EXERCISE DETAILS —
Find the string "SymbolKind" in the data, then copy every line where it is found.

(Saved data entries)
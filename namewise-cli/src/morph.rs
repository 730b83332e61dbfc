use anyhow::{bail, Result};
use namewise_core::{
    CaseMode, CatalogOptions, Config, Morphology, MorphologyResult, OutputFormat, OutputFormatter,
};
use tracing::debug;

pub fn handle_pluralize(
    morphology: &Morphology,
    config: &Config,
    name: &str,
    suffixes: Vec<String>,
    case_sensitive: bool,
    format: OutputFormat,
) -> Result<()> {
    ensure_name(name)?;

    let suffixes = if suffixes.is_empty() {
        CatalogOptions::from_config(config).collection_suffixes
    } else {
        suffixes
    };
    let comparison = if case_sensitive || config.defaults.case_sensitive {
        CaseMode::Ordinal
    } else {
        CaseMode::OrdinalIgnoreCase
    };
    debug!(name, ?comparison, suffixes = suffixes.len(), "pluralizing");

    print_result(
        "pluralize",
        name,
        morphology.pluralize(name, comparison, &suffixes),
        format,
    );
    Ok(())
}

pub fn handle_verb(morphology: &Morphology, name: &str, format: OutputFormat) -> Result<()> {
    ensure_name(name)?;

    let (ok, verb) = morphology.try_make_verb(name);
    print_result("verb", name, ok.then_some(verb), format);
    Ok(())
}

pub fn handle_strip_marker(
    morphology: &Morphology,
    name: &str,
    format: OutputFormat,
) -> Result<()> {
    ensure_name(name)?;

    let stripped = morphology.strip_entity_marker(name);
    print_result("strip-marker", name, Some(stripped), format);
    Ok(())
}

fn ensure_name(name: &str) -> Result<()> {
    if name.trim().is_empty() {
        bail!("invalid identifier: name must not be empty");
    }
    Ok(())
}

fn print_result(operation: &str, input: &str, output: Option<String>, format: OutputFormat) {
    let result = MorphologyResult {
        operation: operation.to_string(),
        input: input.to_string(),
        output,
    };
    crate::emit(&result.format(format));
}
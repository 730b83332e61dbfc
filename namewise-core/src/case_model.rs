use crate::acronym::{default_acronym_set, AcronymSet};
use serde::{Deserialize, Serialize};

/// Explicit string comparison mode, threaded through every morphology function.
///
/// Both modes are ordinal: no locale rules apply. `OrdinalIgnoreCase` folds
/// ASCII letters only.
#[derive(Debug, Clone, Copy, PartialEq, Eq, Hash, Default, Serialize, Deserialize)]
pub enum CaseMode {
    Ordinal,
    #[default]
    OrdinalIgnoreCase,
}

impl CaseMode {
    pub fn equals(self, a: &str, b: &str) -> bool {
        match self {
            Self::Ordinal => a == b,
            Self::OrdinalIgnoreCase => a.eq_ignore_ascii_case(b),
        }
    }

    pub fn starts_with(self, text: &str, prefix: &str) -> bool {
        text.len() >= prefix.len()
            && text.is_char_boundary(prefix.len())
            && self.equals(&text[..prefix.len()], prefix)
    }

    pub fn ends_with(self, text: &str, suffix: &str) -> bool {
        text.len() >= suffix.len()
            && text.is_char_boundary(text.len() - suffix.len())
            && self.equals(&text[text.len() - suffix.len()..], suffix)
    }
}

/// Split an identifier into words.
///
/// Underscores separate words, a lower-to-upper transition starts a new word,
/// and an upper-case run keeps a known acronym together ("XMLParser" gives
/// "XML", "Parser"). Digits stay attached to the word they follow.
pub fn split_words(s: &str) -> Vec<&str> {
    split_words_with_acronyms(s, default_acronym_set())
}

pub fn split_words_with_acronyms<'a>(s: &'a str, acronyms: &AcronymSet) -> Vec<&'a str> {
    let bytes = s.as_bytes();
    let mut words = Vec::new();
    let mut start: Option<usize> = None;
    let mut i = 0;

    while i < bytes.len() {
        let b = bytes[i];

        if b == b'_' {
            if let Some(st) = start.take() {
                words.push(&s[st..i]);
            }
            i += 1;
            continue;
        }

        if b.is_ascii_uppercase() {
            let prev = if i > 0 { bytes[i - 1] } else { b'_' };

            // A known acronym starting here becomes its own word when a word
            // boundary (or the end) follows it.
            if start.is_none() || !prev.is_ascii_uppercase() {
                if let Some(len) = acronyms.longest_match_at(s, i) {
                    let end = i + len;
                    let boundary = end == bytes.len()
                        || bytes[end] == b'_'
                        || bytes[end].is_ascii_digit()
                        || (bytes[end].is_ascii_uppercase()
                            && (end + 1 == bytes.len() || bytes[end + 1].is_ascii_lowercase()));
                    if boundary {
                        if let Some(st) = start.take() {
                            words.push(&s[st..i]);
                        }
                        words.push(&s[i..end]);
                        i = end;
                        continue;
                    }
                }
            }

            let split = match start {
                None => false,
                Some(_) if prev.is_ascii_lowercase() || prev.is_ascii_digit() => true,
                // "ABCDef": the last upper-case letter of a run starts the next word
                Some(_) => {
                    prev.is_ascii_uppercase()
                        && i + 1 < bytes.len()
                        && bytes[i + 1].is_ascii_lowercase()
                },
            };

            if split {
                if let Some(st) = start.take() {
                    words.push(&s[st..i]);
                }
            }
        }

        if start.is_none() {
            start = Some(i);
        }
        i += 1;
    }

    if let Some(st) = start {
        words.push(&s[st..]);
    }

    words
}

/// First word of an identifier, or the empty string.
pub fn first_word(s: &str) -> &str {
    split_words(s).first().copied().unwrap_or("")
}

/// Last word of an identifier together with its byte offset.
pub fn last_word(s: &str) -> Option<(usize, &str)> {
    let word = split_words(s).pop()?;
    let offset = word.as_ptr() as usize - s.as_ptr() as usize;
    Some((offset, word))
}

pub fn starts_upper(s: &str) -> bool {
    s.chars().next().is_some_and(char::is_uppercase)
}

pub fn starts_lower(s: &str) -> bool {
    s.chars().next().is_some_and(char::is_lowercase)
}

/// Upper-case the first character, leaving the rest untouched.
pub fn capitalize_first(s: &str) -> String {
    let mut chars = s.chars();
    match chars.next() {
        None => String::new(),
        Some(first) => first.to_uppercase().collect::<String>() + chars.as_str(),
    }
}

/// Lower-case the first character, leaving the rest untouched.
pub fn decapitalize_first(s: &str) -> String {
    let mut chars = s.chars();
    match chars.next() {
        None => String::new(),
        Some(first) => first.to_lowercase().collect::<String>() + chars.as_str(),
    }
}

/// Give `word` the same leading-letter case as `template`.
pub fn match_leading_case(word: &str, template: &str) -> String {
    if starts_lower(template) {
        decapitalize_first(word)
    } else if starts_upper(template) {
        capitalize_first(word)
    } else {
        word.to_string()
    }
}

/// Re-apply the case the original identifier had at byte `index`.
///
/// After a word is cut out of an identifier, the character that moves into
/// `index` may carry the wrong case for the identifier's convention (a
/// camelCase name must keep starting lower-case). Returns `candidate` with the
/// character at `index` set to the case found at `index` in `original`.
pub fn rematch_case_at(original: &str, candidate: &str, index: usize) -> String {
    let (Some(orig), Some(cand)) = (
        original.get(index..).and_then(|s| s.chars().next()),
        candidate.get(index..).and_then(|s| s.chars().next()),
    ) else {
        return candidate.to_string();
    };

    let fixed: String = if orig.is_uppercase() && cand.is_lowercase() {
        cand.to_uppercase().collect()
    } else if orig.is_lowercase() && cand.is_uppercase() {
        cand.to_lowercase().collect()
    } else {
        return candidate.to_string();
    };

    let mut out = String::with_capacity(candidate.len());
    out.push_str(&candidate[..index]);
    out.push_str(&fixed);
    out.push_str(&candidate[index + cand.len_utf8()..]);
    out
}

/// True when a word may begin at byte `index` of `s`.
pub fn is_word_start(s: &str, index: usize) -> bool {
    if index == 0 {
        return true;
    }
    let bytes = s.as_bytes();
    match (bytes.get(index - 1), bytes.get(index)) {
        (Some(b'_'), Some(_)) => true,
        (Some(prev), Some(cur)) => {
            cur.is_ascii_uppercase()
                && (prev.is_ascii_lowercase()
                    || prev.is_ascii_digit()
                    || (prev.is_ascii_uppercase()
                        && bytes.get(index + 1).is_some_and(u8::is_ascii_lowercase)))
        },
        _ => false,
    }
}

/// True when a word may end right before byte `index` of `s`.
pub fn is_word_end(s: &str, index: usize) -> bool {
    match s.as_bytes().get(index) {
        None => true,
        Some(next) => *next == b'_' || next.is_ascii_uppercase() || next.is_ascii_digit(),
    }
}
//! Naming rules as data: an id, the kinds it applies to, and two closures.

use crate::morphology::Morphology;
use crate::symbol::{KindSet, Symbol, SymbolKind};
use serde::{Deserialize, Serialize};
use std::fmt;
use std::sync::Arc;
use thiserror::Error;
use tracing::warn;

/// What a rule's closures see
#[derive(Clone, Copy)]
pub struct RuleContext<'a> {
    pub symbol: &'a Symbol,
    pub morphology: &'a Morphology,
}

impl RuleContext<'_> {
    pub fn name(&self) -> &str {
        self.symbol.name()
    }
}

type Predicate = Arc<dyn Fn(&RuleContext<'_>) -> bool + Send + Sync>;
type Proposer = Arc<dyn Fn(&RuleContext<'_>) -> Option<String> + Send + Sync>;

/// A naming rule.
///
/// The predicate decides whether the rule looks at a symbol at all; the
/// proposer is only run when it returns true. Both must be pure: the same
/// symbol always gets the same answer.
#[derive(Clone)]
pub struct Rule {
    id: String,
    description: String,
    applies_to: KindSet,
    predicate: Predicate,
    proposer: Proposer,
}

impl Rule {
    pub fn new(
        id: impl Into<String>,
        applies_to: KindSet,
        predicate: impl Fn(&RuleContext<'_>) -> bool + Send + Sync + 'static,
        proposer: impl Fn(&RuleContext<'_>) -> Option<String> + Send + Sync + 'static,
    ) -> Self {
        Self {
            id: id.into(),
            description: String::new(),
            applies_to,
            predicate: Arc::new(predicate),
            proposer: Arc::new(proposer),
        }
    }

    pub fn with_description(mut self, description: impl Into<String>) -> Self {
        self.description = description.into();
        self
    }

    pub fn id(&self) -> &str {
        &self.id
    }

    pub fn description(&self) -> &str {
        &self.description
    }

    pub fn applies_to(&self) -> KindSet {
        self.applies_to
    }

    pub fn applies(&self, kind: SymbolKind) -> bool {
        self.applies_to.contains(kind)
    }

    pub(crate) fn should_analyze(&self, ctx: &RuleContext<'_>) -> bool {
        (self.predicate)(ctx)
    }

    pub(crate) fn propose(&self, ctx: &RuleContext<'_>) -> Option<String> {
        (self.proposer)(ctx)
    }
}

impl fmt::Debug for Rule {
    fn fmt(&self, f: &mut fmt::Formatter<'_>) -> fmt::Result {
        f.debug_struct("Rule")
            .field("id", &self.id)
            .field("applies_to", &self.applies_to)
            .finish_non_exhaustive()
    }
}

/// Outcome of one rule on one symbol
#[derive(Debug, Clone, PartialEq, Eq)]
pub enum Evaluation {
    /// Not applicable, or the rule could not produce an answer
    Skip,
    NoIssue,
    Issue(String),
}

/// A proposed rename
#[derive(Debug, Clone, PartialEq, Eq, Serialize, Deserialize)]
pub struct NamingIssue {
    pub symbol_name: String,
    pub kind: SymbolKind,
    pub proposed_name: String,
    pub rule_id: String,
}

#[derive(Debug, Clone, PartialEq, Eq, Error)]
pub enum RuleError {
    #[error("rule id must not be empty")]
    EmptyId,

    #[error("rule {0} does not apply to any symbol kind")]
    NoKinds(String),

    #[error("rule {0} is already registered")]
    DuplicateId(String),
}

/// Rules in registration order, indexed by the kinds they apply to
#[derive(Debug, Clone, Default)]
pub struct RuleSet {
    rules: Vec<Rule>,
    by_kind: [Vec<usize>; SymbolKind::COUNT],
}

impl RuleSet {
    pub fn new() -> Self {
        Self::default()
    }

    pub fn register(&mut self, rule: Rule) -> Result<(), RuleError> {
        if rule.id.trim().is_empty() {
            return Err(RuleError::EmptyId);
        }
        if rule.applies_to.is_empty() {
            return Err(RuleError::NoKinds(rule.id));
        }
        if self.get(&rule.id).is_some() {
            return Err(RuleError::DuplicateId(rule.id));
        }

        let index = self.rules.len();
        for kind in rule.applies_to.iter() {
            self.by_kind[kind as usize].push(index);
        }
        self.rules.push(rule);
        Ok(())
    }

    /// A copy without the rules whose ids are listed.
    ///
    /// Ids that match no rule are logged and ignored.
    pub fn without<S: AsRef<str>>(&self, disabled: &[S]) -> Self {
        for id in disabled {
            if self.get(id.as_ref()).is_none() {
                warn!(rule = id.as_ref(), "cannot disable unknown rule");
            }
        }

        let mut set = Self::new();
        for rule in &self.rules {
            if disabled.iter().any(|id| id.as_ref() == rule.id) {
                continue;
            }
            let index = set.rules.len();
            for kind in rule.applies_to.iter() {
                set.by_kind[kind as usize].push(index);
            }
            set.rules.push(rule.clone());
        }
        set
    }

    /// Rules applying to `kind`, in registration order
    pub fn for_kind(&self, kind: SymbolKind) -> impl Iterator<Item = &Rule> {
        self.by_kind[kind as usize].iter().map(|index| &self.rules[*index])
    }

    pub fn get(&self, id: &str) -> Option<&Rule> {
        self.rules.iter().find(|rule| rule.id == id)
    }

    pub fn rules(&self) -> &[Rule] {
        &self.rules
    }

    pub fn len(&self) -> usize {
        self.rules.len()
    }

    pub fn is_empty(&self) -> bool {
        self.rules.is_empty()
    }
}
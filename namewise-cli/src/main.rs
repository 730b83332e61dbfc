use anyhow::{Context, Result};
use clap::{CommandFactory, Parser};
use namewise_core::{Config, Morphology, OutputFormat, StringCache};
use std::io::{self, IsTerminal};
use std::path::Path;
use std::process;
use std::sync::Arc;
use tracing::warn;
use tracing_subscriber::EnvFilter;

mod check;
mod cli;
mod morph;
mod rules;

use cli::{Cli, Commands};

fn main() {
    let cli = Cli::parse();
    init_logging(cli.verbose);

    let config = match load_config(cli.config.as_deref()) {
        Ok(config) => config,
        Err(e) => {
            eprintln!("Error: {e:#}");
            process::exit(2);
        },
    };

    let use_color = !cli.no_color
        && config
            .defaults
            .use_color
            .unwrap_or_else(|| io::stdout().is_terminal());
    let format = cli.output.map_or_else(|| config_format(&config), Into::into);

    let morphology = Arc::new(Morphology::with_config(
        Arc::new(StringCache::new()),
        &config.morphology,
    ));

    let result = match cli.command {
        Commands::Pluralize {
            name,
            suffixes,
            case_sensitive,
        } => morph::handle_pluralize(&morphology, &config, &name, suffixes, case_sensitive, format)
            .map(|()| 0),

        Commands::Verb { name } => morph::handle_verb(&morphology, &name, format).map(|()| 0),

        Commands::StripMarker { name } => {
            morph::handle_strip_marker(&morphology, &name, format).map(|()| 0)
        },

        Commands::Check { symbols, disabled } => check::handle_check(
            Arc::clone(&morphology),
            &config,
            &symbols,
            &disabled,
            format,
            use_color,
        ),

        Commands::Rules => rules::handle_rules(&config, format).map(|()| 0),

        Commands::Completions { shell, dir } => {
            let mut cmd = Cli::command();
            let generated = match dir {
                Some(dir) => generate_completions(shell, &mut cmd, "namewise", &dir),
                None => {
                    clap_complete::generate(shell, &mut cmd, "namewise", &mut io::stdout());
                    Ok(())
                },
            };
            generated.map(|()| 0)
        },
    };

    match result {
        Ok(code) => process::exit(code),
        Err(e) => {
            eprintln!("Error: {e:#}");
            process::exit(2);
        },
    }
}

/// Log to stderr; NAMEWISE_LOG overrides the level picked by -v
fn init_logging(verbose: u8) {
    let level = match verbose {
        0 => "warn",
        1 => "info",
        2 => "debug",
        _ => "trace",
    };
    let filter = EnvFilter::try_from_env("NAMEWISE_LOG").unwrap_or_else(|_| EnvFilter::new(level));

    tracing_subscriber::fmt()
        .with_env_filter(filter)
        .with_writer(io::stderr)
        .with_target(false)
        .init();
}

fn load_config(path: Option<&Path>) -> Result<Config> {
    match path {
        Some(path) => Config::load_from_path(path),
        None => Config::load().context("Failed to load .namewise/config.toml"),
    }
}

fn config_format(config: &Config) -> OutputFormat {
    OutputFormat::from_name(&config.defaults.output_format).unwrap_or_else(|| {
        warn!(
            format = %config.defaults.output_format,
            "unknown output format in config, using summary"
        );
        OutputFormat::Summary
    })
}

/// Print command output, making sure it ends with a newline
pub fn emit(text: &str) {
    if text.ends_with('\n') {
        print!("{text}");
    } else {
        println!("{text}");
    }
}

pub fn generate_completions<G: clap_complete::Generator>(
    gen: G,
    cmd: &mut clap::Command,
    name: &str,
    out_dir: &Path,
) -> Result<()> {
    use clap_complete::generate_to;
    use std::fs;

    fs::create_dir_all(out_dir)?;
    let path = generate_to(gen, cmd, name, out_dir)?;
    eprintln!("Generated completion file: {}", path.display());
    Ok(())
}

OUTPUT FOR THIS TASK —
use crate::symbol::{KindSet, Symbol, SymbolKind};
    pub fn applies(&self, kind: SymbolKind) -> bool {
    pub kind: SymbolKind,
    by_kind: [Vec<usize>; SymbolKind::COUNT],
    pub fn for_kind(&self, kind: SymbolKind) -> impl Iterator<Item = &Rule> {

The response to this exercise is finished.